WHAT TO WORK ON: Given the records below, would you repeat exactly the lines that begin at the one containing "fn clone(&self) ->" and end at the one containing "pub use crate::declare_key_type;", inclusive?

[Opening GIVEN DATA section]

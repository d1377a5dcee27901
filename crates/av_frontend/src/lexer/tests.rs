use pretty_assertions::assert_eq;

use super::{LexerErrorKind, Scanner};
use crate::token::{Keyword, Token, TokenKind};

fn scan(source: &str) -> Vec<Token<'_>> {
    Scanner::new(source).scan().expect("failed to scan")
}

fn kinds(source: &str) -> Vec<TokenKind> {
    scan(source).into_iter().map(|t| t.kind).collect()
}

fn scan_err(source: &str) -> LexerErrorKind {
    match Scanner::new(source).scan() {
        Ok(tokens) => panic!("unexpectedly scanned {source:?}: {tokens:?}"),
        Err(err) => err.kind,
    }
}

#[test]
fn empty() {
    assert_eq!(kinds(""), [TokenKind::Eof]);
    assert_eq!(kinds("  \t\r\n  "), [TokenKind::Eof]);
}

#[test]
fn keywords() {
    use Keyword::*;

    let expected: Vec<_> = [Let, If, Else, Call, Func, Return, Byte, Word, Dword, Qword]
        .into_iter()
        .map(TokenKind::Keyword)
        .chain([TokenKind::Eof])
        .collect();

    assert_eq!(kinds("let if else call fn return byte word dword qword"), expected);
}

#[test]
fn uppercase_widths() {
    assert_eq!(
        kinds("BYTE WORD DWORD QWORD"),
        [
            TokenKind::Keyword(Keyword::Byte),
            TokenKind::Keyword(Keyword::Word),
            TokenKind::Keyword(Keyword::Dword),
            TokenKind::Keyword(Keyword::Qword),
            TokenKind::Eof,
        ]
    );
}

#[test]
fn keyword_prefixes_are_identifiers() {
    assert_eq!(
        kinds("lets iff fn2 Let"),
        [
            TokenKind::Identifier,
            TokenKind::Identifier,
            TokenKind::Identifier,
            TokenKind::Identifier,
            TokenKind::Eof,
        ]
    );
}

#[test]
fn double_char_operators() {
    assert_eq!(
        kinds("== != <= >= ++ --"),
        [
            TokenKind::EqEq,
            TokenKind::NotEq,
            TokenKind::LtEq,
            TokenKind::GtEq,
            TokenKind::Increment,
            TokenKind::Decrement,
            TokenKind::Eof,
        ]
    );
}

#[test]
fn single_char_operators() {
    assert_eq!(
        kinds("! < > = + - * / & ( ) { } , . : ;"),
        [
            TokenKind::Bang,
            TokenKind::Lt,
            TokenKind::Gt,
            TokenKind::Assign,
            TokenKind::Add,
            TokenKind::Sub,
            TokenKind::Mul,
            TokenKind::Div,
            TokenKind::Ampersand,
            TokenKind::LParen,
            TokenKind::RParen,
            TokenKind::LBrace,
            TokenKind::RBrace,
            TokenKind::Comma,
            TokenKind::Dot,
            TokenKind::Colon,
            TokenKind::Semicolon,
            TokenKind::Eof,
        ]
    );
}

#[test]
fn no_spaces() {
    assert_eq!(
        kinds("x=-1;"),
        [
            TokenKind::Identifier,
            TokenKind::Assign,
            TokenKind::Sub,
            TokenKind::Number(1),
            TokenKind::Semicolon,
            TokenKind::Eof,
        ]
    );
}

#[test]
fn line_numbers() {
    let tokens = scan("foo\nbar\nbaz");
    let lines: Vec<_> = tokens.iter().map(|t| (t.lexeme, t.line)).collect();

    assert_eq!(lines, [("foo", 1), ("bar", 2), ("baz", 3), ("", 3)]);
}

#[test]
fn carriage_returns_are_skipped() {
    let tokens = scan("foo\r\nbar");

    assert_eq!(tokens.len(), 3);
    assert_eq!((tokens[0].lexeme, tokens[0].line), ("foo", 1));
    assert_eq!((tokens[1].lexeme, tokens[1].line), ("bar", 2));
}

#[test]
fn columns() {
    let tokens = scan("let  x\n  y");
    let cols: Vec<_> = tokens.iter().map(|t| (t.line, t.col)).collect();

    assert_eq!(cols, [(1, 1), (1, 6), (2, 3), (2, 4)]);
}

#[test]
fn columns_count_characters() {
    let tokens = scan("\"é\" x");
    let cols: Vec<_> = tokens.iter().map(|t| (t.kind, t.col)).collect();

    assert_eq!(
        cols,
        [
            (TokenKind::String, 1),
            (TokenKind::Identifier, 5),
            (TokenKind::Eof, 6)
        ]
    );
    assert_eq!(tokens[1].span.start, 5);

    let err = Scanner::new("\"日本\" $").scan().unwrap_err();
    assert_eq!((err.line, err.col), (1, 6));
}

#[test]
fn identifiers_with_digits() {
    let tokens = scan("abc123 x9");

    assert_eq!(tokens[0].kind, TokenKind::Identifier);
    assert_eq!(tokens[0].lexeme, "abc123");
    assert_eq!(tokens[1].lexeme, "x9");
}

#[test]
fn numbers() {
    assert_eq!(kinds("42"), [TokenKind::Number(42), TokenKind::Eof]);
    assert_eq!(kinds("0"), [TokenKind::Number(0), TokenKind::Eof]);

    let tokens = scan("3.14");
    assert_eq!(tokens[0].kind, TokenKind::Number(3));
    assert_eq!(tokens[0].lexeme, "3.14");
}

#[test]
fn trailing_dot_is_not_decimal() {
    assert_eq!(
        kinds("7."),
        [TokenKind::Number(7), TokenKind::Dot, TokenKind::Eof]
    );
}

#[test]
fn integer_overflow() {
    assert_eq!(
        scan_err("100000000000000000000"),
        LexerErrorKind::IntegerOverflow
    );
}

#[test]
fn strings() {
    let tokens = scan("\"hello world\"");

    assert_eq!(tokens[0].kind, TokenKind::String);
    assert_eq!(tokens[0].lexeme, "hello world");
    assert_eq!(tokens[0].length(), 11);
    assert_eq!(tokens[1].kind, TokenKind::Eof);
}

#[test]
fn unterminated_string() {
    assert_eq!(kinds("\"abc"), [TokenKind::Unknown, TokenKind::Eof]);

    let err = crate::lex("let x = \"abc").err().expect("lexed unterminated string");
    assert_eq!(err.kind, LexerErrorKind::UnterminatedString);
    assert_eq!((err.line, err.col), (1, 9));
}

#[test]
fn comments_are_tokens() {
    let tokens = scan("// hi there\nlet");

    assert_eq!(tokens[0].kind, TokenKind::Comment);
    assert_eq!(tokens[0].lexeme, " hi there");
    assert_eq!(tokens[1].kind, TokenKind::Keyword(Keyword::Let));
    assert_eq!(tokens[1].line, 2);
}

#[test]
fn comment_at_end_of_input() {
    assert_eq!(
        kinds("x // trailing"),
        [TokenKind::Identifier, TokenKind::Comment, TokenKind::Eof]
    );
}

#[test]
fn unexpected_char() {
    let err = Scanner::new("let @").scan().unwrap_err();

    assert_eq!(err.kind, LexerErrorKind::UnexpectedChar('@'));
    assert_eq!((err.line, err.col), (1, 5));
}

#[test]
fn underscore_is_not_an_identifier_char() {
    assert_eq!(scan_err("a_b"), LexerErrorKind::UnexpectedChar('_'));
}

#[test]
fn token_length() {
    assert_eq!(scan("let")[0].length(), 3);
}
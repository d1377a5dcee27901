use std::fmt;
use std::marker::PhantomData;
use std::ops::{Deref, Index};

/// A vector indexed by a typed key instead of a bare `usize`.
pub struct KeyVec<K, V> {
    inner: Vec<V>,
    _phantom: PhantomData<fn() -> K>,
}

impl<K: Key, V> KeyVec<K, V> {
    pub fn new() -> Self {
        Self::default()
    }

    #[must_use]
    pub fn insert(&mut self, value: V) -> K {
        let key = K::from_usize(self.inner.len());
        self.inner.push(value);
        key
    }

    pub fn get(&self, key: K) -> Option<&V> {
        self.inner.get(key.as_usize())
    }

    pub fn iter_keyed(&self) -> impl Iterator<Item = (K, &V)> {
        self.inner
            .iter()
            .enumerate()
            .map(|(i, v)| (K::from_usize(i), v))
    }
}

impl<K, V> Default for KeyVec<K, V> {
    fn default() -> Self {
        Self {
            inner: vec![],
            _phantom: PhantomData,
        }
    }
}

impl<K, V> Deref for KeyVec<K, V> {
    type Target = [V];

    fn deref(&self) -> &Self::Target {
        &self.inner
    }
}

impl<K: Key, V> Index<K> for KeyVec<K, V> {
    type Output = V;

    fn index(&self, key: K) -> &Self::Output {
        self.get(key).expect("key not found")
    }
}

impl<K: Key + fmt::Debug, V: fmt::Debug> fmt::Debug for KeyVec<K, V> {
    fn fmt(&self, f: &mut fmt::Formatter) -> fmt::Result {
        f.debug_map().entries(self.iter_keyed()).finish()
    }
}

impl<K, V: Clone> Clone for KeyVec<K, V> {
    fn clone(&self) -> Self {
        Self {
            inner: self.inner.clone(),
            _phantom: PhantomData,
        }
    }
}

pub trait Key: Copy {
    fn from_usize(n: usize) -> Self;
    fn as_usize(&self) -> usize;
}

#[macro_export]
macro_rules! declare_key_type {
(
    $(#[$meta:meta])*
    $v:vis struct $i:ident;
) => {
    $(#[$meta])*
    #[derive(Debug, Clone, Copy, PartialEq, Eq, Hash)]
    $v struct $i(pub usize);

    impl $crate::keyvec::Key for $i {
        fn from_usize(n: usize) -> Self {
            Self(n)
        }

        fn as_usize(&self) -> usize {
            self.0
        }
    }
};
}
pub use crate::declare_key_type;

[Closing GIVEN DATA section]
[Opening GIVEN DATA section]

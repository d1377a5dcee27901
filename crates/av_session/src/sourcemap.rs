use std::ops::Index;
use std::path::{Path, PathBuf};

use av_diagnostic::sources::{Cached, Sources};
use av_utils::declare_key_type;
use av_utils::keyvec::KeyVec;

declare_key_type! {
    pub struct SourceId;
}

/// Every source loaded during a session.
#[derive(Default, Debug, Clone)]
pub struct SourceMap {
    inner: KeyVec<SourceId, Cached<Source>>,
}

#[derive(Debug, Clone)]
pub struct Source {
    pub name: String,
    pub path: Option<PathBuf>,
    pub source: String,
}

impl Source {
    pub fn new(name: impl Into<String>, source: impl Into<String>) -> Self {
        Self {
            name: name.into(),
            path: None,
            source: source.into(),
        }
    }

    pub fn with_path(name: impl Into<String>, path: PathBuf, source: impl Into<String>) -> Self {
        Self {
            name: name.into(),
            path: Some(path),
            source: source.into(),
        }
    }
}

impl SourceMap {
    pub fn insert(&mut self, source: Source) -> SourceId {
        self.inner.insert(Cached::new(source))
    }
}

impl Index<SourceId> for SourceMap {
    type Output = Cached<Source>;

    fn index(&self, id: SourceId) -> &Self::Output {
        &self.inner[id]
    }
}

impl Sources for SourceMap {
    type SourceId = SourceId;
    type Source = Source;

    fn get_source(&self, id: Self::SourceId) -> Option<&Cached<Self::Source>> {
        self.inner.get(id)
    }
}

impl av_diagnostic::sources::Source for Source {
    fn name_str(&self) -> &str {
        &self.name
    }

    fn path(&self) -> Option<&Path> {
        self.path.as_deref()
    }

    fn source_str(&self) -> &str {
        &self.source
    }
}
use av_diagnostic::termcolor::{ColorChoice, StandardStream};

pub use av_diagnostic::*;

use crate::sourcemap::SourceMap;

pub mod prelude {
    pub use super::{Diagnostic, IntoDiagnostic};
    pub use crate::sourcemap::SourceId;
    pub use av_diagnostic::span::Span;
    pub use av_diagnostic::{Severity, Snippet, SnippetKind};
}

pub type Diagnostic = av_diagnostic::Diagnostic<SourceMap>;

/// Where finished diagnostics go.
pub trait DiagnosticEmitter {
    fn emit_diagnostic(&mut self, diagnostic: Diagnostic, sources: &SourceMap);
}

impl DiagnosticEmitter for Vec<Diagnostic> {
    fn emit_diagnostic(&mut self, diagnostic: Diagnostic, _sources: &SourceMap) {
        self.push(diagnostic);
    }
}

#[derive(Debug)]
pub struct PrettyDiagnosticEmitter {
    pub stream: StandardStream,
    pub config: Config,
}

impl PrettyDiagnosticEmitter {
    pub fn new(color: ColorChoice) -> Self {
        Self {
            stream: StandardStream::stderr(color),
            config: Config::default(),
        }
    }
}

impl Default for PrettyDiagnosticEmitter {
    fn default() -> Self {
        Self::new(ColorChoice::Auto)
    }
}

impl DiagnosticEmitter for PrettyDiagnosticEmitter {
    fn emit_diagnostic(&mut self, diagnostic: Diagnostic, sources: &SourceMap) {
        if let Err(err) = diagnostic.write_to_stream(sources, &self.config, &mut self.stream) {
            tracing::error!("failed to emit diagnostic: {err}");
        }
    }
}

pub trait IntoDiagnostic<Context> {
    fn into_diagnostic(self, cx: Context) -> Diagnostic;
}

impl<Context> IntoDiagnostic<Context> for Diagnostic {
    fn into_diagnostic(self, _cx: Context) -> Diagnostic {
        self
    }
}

[Closing GIVEN DATA section]

OUTPUT:
    fn clone(&self) -> Self {
        Self {
            inner: self.inner.clone(),
            _phantom: PhantomData,
        }
    }
}

pub trait Key: Copy {
    fn from_usize(n: usize) -> Self;
    fn as_usize(&self) -> usize;
}

#[macro_export]
macro_rules! declare_key_type {
(
    $(#[$meta:meta])*
    $v:vis struct $i:ident;
) => {
    $(#[$meta])*
    #[derive(Debug, Clone, Copy, PartialEq, Eq, Hash)]
    $v struct $i(pub usize);

    impl $crate::keyvec::Key for $i {
        fn from_usize(n: usize) -> Self {
            Self(n)
        }

        fn as_usize(&self) -> usize {
            self.0
        }
    }
};
}
pub use crate::declare_key_type;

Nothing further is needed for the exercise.